Your goal => Set out exactly, line by line, the stretch of data below that begins at the line containing "#[derive(Debug, Default)]" and ends at the line containing "let mut form = Self::default();", with both ends kept.

—————

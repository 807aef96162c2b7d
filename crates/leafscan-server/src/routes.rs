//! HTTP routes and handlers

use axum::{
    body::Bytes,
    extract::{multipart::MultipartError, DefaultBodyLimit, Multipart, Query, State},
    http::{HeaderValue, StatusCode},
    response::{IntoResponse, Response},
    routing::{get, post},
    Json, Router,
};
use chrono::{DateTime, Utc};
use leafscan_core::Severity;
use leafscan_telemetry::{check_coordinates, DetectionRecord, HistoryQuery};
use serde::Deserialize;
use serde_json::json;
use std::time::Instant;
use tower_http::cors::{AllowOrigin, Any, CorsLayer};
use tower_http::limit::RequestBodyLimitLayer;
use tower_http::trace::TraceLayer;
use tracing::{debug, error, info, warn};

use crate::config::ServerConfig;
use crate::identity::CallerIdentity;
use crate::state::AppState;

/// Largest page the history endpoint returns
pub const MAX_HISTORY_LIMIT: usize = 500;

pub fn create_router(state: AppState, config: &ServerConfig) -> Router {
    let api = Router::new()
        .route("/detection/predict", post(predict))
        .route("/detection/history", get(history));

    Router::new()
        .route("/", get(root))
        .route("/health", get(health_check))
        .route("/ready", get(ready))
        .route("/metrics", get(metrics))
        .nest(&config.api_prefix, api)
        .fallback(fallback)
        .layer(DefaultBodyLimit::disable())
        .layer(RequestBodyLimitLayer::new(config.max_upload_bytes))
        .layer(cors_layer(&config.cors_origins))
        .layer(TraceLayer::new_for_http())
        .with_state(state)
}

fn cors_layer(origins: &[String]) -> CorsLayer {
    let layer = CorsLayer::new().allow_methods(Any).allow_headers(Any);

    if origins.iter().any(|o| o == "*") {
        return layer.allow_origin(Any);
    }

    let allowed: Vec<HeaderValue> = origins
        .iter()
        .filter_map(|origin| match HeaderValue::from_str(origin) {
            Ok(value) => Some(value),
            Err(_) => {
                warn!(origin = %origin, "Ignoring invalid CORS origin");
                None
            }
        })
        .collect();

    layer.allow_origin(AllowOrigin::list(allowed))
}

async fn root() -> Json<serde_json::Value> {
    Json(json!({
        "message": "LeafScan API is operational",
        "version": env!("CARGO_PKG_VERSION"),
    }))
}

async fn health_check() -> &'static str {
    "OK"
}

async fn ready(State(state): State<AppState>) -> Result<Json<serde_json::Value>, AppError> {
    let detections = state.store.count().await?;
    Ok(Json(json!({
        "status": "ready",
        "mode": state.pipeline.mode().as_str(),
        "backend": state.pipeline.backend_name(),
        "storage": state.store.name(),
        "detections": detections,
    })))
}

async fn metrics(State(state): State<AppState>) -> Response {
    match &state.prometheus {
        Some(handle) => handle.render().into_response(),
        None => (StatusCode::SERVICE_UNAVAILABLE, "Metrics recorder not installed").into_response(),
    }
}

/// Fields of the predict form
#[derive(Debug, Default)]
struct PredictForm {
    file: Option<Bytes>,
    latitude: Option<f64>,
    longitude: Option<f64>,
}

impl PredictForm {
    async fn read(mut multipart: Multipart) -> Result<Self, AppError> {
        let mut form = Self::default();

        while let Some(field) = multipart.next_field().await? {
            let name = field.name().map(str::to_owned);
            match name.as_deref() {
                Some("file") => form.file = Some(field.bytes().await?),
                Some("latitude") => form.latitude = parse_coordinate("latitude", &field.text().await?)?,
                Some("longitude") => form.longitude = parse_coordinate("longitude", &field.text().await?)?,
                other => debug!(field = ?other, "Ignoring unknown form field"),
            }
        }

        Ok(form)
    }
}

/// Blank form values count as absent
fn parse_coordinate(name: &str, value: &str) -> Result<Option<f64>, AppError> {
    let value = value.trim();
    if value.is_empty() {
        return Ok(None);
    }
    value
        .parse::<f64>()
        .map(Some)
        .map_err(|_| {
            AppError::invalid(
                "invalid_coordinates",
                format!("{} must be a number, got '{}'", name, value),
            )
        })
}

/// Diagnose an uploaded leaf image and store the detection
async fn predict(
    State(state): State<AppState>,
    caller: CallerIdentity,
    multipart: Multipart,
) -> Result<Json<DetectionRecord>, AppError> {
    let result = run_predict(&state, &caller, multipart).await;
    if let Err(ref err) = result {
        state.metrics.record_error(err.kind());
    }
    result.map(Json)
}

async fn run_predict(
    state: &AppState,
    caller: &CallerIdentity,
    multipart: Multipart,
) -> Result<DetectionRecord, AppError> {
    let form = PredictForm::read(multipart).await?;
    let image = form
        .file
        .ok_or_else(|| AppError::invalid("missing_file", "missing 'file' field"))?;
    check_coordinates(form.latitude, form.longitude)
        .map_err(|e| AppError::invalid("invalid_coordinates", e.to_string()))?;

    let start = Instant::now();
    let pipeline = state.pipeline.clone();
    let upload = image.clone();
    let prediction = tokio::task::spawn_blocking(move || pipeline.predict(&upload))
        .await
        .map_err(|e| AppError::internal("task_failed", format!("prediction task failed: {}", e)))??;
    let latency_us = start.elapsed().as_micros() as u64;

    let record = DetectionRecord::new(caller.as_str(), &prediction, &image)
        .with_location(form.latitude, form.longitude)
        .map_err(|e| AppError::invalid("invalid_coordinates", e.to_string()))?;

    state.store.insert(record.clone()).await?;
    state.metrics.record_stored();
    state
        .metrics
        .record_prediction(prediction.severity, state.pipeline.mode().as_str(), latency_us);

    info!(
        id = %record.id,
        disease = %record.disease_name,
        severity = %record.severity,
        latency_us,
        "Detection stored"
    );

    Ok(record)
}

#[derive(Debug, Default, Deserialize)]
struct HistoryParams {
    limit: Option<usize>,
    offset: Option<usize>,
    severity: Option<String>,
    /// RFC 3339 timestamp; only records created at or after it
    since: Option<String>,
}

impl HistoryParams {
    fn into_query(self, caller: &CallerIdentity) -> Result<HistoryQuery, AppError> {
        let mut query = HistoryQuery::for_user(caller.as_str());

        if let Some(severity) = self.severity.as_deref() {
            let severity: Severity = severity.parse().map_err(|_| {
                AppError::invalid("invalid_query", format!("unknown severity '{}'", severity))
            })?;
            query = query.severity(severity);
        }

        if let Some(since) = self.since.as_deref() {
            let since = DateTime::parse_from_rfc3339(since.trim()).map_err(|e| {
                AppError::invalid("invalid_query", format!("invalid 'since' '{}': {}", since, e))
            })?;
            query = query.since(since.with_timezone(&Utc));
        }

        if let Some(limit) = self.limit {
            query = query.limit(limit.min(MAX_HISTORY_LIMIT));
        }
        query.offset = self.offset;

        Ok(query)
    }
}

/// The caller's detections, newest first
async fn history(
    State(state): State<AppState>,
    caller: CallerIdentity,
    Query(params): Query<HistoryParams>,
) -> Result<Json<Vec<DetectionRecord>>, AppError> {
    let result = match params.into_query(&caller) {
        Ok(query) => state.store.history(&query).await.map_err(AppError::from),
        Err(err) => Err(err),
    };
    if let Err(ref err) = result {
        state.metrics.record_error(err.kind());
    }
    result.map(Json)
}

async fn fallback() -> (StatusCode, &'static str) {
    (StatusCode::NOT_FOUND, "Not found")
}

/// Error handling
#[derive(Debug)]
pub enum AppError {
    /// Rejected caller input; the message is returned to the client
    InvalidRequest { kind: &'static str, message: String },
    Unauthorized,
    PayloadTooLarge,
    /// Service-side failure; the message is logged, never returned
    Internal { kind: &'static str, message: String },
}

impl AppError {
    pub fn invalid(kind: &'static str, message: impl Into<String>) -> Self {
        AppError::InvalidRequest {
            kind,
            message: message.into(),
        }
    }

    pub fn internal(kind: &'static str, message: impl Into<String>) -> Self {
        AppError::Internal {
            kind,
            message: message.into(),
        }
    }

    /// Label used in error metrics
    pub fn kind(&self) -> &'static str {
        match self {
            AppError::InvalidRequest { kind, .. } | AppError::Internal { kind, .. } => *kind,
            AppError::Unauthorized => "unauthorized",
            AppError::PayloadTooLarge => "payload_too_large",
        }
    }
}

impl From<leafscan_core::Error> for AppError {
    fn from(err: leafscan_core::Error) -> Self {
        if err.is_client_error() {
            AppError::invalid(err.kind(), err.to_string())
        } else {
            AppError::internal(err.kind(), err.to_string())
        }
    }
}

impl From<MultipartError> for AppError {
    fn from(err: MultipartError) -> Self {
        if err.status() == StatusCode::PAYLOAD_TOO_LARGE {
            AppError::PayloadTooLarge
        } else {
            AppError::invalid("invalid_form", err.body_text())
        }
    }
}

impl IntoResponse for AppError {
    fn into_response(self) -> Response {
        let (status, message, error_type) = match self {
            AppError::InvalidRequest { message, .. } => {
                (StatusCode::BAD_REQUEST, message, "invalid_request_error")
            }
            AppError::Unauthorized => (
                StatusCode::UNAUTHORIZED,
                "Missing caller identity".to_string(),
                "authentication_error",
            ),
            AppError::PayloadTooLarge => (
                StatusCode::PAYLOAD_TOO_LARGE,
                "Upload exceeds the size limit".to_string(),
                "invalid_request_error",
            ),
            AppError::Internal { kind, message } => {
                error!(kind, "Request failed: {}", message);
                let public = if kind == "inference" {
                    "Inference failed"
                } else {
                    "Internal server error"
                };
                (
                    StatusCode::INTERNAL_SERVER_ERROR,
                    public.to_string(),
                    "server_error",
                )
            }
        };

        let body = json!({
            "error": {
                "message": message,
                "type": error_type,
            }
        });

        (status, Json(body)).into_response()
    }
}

—————

Answer below =>
#[derive(Debug, Default)]
struct PredictForm {
    file: Option<Bytes>,
    latitude: Option<f64>,
    longitude: Option<f64>,
}

impl PredictForm {
    async fn read(mut multipart: Multipart) -> Result<Self, AppError> {
        let mut form = Self::default();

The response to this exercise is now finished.